Quote From: vivianaAbout Rats: I am a 55 year old retired therapist. At age 40 I wanted to adopt a rodent. I researched information about hamsters, gerbils, mice and rats. Rats won. I adopted Petra as a young domesticated rat. Dr. Phil, Rats are Great Pets. They are intelligent and very friendly. I had Petra for almost 4 years, when she died of breast cancer. I also share and have shared my life with cats and dogs. The loss of Petra was as distressing as loosing any of my other pets. Rats have great personalities and are extremely clean animals and do not have the typical rodent smell like the other rodents mentioned.  
I kept Petra in a large puppy cage and only let her out when totally supervised, due to owning several cats at the same time. So I totally understand the girls and their rat pet. It's a cute rat.  
 
I would like to share with the college girls on the show that many of us have enjoyed the freedoms of being on our own at college. They repeated that they wanted to get as much out of these college experiences as they could. I wish Dr. Phil would have stressed that they could have a wonderful experience, with great memories, without all the alcohol use. I'm not saying they should totally abstain, but they are definitely over-doing it. Every day of their life, even after graduation, could be filled with incredible memory producing experiences. We know a lot more about alcohol use and abuse these days than when I was in college. A habit starts by setting up a pattern of use. They certainly don't want to go there. There is such a thing as alcohol poisoning, and they may not realize that even if they did not drink as much as they usually do at one party, that the alcohol from the previous night could still be in their system. A major problem is that you don't know you've over-done it until you've over-done it. Over-doing it with alcohol could be a death sentence. That would certainly impede the ability to create fun and memorable experiences and memories. Alcohol poisoning HAS resulted in death for many college students wanting to get the full experience of the party. Several days or a week of drinking can damage organs. Girls, you do not want to create a pattern in your life of not being able to have a good time unless you are mentally altered. In reality that is creating an experience you may wish you could forget. Alcohol and drug addiction is not a pretty picture. You don't want to need alcohol. Using it regularly is creating just that in your life.  
 
When I was in college, I had a girlfriend buddy, who became a really good friend and we'd support each other in our resisting intoxicating substances. Everyone around us had partying with alcohol a priority. Align yourself with one or two of your friends with the same goals of breaking the pattern you have already developed. It will work. My buddy and I are still friends since the late 1960s. We went on to create and remember many extraordinary experiences in our lives. Many of our other college friends got lost in addiction and some aren't around to create any experiences at all because of their alcohol and drug use.  
 
Enjoy ALL of your life. Just please don't create a situation where you can't deal with a sober reality. Reality has a lot going for it. Addiction is a reality that will sneak up on you, and may follow you long after you desire to leave it behind.  
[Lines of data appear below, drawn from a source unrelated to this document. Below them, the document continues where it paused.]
use std::time::Duration;

use async_trait::async_trait;
use log::debug;
use reqwest::Client;
use serde::{Deserialize, Serialize};

use super::{MAX_OUTPUT_TOKENS, TRANSLATION_TEMPERATURE, Translator, client_build_error, missing_content, send_json};
use crate::errors::ProviderError;
use crate::translation::prompts::translator_prompt;

const PROVIDER_NAME: &str = "OpenAI";

/// OpenAI client for the chat completions API
#[derive(Debug)]
pub struct OpenAI {
    /// HTTP client for API requests
    client: Client,
    /// Bearer token
    api_key: String,
    /// Base URL, e.g. `https://api.openai.com/v1`
    endpoint: String,
    /// Model identifier
    model: String,
}

/// Chat completion request
#[derive(Debug, Serialize)]
pub struct OpenAIRequest {
    /// The model to use
    pub model: String,
    /// Conversation messages
    pub messages: Vec<OpenAIMessage>,
    /// Maximum number of tokens to generate
    pub max_tokens: u32,
    /// Sampling temperature
    pub temperature: f32,
}

/// A chat message
#[derive(Debug, Clone, Serialize, Deserialize)]
pub struct OpenAIMessage {
    /// Role of the message sender
    #[serde(default)]
    pub role: String,
    /// Message text
    pub content: String,
}

/// Chat completion response
#[derive(Debug, Deserialize)]
pub struct OpenAIResponse {
    /// Completion choices
    pub choices: Vec<OpenAIChoice>,
}

/// One completion choice
#[derive(Debug, Deserialize)]
pub struct OpenAIChoice {
    /// The assistant message
    pub message: OpenAIMessage,
}

impl OpenAIRequest {
    /// Create a request with the fixed translation sampling settings
    pub fn new(model: impl Into<String>) -> Self {
        Self {
            model: model.into(),
            messages: Vec::new(),
            max_tokens: MAX_OUTPUT_TOKENS,
            temperature: TRANSLATION_TEMPERATURE,
        }
    }

    /// Add a message to the request
    pub fn add_message(mut self, role: impl Into<String>, content: impl Into<String>) -> Self {
        self.messages.push(OpenAIMessage {
            role: role.into(),
            content: content.into(),
        });
        self
    }
}

impl OpenAI {
    /// Create a new OpenAI client whose requests time out after `timeout`
    pub fn new(
        api_key: impl Into<String>,
        endpoint: impl Into<String>,
        model: impl Into<String>,
        timeout: Duration,
    ) -> Result<Self, ProviderError> {
        let client = Client::builder()
            .timeout(timeout)
            .build()
            .map_err(|e| client_build_error(PROVIDER_NAME, e))?;

        Ok(Self {
            client,
            api_key: api_key.into(),
            endpoint: endpoint.into(),
            model: model.into(),
        })
    }

    /// Complete a chat request
    pub async fn complete(&self, request: OpenAIRequest) -> Result<OpenAIResponse, ProviderError> {
        let api_url = format!("{}/chat/completions", self.endpoint.trim_end_matches('/'));
        debug!("POST {} (model {})", api_url, request.model);

        let builder = self
            .client
            .post(&api_url)
            .header("Content-Type", "application/json")
            .bearer_auth(&self.api_key)
            .json(&request);

        send_json(PROVIDER_NAME, builder).await
    }

    /// Extract the assistant text from `choices[0].message.content`
    pub fn extract_text(response: &OpenAIResponse) -> Result<String, ProviderError> {
        response
            .choices
            .first()
            .map(|choice| choice.message.content.trim().to_string())
            .ok_or_else(|| missing_content(PROVIDER_NAME, "choices[0].message.content"))
    }
}

#[async_trait]
impl Translator for OpenAI {
    fn name(&self) -> &str {
        PROVIDER_NAME
    }

    fn model(&self) -> &str {
        &self.model
    }

    async fn translate(&self, text: &str, source_language: &str, target_language: &str) -> Result<String, ProviderError> {
        let request = OpenAIRequest::new(&self.model)
            .add_message("user", translator_prompt(text, source_language, target_language));
        let response = self.complete(request).await?;
        Self::extract_text(&response)
    }
}
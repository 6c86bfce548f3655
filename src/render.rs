/*!
 * Output rendering through an external document converter.
 *
 * Rendering is behind the `Renderer` trait so the pipeline can be exercised without
 * pandoc installed. `PandocRenderer` spawns the binary with tokio and surfaces its
 * standard error when it fails.
 */

use std::fmt;
use std::path::{Path, PathBuf};
use std::process::Stdio;
use std::str::FromStr;

use async_trait::async_trait;
use log::debug;
use tokio::process::Command;

use crate::errors::RenderError;

/// Output format for rendered documents
#[derive(Debug, Clone, Copy, PartialEq, Eq, Hash)]
pub enum OutputFormat {
    Pdf,
    Html,
}

impl OutputFormat {
    /// Every supported format, in batch order
    pub const ALL: [OutputFormat; 2] = [OutputFormat::Pdf, OutputFormat::Html];

    /// File extension without the dot
    pub fn extension(&self) -> &'static str {
        match self {
            Self::Pdf => "pdf",
            Self::Html => "html",
        }
    }
}

impl fmt::Display for OutputFormat {
    fn fmt(&self, f: &mut fmt::Formatter<'_>) -> fmt::Result {
        f.write_str(self.extension())
    }
}

impl FromStr for OutputFormat {
    type Err = RenderError;

    fn from_str(s: &str) -> Result<Self, Self::Err> {
        match s.to_lowercase().as_str() {
            "pdf" => Ok(Self::Pdf),
            "html" => Ok(Self::Html),
            _ => Err(RenderError::UnsupportedFormat(s.to_string())),
        }
    }
}

/// Turns a markdown file into a rendered artifact
#[async_trait]
pub trait Renderer: Send + Sync {
    /// Render `input` into `output` using `format`
    async fn render(&self, input: &Path, output: &Path, format: OutputFormat) -> Result<(), RenderError>;
}

/// Renderer backed by the `pandoc` binary
#[derive(Debug, Clone)]
pub struct PandocRenderer {
    /// Binary to invoke
    command: String,
    /// LaTeX template used for PDF output
    template: PathBuf,
}

impl PandocRenderer {
    /// Create a renderer that calls `pandoc` with the given PDF template
    pub fn new(template: impl Into<PathBuf>) -> Self {
        Self {
            command: "pandoc".to_string(),
            template: template.into(),
        }
    }

    /// Use a different binary, e.g. a wrapper script
    pub fn with_command(mut self, command: impl Into<String>) -> Self {
        self.command = command.into();
        self
    }

    /// Command-line arguments for one conversion
    pub fn args(&self, input: &Path, output: &Path, format: OutputFormat) -> Vec<String> {
        let mut args: Vec<String> = vec!["-f".into(), "markdown+smart".into(), "--toc".into(), "-N".into()];
        match format {
            OutputFormat::Pdf => {
                args.push("--template".into());
                args.push(self.template.display().to_string());
            }
            OutputFormat::Html => args.push("-s".into()),
        }
        args.push("-o".into());
        args.push(output.display().to_string());
        args.push(input.display().to_string());
        args
    }
}

#[async_trait]
impl Renderer for PandocRenderer {
    async fn render(&self, input: &Path, output: &Path, format: OutputFormat) -> Result<(), RenderError> {
        let args = self.args(input, output, format);
        debug!("{} {}", self.command, args.join(" "));

        let result = Command::new(&self.command)
            .args(&args)
            .stdout(Stdio::null())
            .stderr(Stdio::piped())
            .output()
            .await
            .map_err(|e| RenderError::ToolUnavailable {
                tool: self.command.clone(),
                message: e.to_string(),
            })?;

        if !result.status.success() {
            return Err(RenderError::Failed {
                tool: self.command.clone(),
                status: result.status.to_string(),
                stderr: String::from_utf8_lossy(&result.stderr).trim().to_string(),
            });
        }

        Ok(())
    }
}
I really appreciated you comments concerning alcohol and the college experience. You make some very valid points that I wish more students would consider. Unfortunately, it doesn't seem to be very popular to NOT drink to excess in college.
I went to a "party" school in the late 80s and early 90s because it had the best journalism school in my state. I transferred from a community college. It was the difference between night and day. At the community college, we all went to class and then left to go to jobs. At the university, many of my classmates made drinking their hobby. Many didn't have jobs and drove around in BMWs and Mercedes. I got bored with just my classes and got an internship.
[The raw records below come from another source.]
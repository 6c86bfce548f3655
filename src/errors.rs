/*!
 * Error types for the comply-i18n pipeline.
 *
 * Each seam of the pipeline has its own error enum, built with the thiserror crate.
 * `TranslationError` is the contextual wrapper used by the orchestrator: it names the
 * document, template file or language that failed so the final message is actionable.
 */

use std::path::PathBuf;

use thiserror::Error;

/// Errors raised while resolving the active configuration
#[derive(Error, Debug)]
pub enum ConfigError {
    /// The `translation` block is missing or `enabled: false`
    #[error("translation not enabled in comply.yml")]
    TranslationDisabled,

    /// The language list is empty
    #[error("no languages configured for translation")]
    NoLanguages,

    /// Neither the configuration nor the command line named a provider
    #[error("no translation provider specified")]
    NoProvider,

    /// The provider kind string does not match any known backend
    #[error("unsupported provider: {0}")]
    UnsupportedProvider(String),

    /// A configured language tag is malformed
    #[error("invalid language tag: {0}")]
    InvalidLanguage(String),

    /// An endpoint could not be parsed as a URL
    #[error("invalid endpoint '{endpoint}': {message}")]
    InvalidEndpoint {
        /// The offending endpoint
        endpoint: String,
        /// Parser message
        message: String,
    },

    /// The configuration file could not be read or parsed
    #[error("unable to load configuration {path:?}: {message}")]
    Load {
        /// Configuration file path
        path: PathBuf,
        /// Underlying reason
        message: String,
    },
}

/// Errors that can occur when talking to a translation provider
#[derive(Error, Debug)]
pub enum ProviderError {
    /// The provider answered with a non-success HTTP status
    #[error("{provider} API request failed ({status_code}): {body}")]
    Api {
        /// Provider display name
        provider: String,
        /// HTTP status code
        status_code: u16,
        /// Raw response body
        body: String,
    },

    /// The provider answered 2xx but the body did not have the expected shape
    #[error("unexpected response format from {provider}: {detail}")]
    UnexpectedResponse {
        /// Provider display name
        provider: String,
        /// What was wrong with the body
        detail: String,
    },

    /// The request never produced a response (connection refused, timeout, ...)
    #[error("{provider} request failed: {message}")]
    RequestFailed {
        /// Provider display name
        provider: String,
        /// Transport error message
        message: String,
    },
}

impl ProviderError {
    /// HTTP status carried by the error, if any
    pub fn status_code(&self) -> Option<u16> {
        match self {
            Self::Api { status_code, .. } => Some(*status_code),
            _ => None,
        }
    }
}

/// Errors raised by the external document renderer
#[derive(Error, Debug)]
pub enum RenderError {
    /// Format string is neither pdf nor html
    #[error("unsupported output format: {0}")]
    UnsupportedFormat(String),

    /// The renderer binary could not be started
    #[error("unable to start {tool}: {message}")]
    ToolUnavailable {
        /// Binary name
        tool: String,
        /// Spawn error
        message: String,
    },

    /// The renderer ran and exited unsuccessfully
    #[error("{tool} exited with {status}: {stderr}")]
    Failed {
        /// Binary name
        tool: String,
        /// Exit status description
        status: String,
        /// Captured standard error
        stderr: String,
    },

    /// Filesystem error around the render step
    #[error("render I/O error: {0}")]
    Io(#[from] std::io::Error),
}

/// Errors produced by the translation pipeline, wrapped with the context that failed
#[derive(Error, Debug)]
pub enum TranslationError {
    /// A document of a rendering batch failed at a given stage
    #[error("unable to translate document '{document}' ({stage}): {source}")]
    Document {
        /// Document display name
        document: String,
        /// Pipeline stage that failed
        stage: Stage,
        /// Underlying error
        #[source]
        source: Box<TranslationError>,
    },

    /// A template could not be translated to a language
    #[error("failed to translate {file:?} to {language}: {source}")]
    Template {
        /// Template path
        file: PathBuf,
        /// Target language tag
        language: String,
        /// Underlying error
        #[source]
        source: Box<TranslationError>,
    },

    /// Configuration problem
    #[error(transparent)]
    Config(#[from] ConfigError),

    /// Provider problem
    #[error(transparent)]
    Provider(#[from] ProviderError),

    /// Renderer problem
    #[error(transparent)]
    Render(#[from] RenderError),

    /// Document frontmatter is missing or malformed
    #[error("invalid frontmatter in {path:?}: {message}")]
    Frontmatter {
        /// Source document path
        path: PathBuf,
        /// Parser message
        message: String,
    },

    /// Filesystem problem on a known path
    #[error("{action} {path:?}: {source}")]
    Io {
        /// What was being attempted
        action: &'static str,
        /// Path involved
        path: PathBuf,
        /// Underlying I/O error
        #[source]
        source: std::io::Error,
    },
}

impl TranslationError {
    /// Build an I/O error for a path
    pub fn io(action: &'static str, path: impl Into<PathBuf>, source: std::io::Error) -> Self {
        Self::Io {
            action,
            path: path.into(),
            source,
        }
    }

    /// Wrap with the document and stage that failed
    pub fn in_document(self, document: impl Into<String>, stage: Stage) -> Self {
        Self::Document {
            document: document.into(),
            stage,
            source: Box::new(self),
        }
    }

    /// Wrap with the template file and language that failed
    pub fn in_template(self, file: impl Into<PathBuf>, language: impl Into<String>) -> Self {
        Self::Template {
            file: file.into(),
            language: language.into(),
            source: Box::new(self),
        }
    }

    /// Innermost provider error, if the failure came from a provider
    pub fn provider_error(&self) -> Option<&ProviderError> {
        match self {
            Self::Provider(e) => Some(e),
            Self::Document { source, .. } | Self::Template { source, .. } => source.provider_error(),
            _ => None,
        }
    }

    /// True when the root cause is a configuration problem
    pub fn is_config(&self) -> bool {
        match self {
            Self::Config(_) => true,
            Self::Document { source, .. } | Self::Template { source, .. } => source.is_config(),
            _ => false,
        }
    }
}

/// Pipeline stage names used in error context
#[derive(Debug, Clone, Copy, PartialEq, Eq)]
pub enum Stage {
    Preprocess,
    Read,
    Translate,
    Write,
    Render,
}

impl std::fmt::Display for Stage {
    fn fmt(&self, f: &mut std::fmt::Formatter<'_>) -> std::fmt::Result {
        let name = match self {
            Self::Preprocess => "preprocess",
            Self::Read => "read",
            Self::Translate => "translate",
            Self::Write => "write",
            Self::Render => "render",
        };
        f.write_str(name)
    }
}

/// Main application error type that wraps all other errors
#[derive(Error, Debug)]
pub enum AppError {
    /// Error from a file operation
    #[error("File error: {0}")]
    File(String),

    /// Error from the translation pipeline
    #[error("Translation error: {0}")]
    Translation(#[from] TranslationError),

    /// Configuration error
    #[error("Configuration error: {0}")]
    Config(#[from] ConfigError),

    /// Any other error
    #[error("Unknown error: {0}")]
    Unknown(String),
}

impl From<anyhow::Error> for AppError {
    fn from(error: anyhow::Error) -> Self {
        Self::Unknown(error.to_string())
    }
}

impl From<std::io::Error> for AppError {
    fn from(error: std::io::Error) -> Self {
        Self::File(error.to_string())
    }
}

/// Convenience alias for pipeline results
pub type TranslationResult<T> = Result<T, TranslationError>;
On the bus, many a conversation I overheard started with, "You won't believe how drunk I got last night." I can remember going over to a guy's house with some friends and watching my roommate's boyfriend drink shots until he got violently ill. It was a total turn off to me. I don't like the taste of alcohol beyond a glass of wine with dinner so as you can imagine, I didn't go to many parties in college. I had friends but we didn't drink. From an economical standpoint, I couldn't afford it either! I wanted to remember my college experience, not lose it in a haze of beer.
It's easy to think that hard drinking is only a phase that young people go through, but as you point out, it can become a dangerous habit that can ruin your life. There is wisdom in moderation. And those that don't care to partake should not be made to feel like outcasts, either.
As for the rat, I'm not sure I'll ever be ready to get one but I'm glad Petra made you so happy.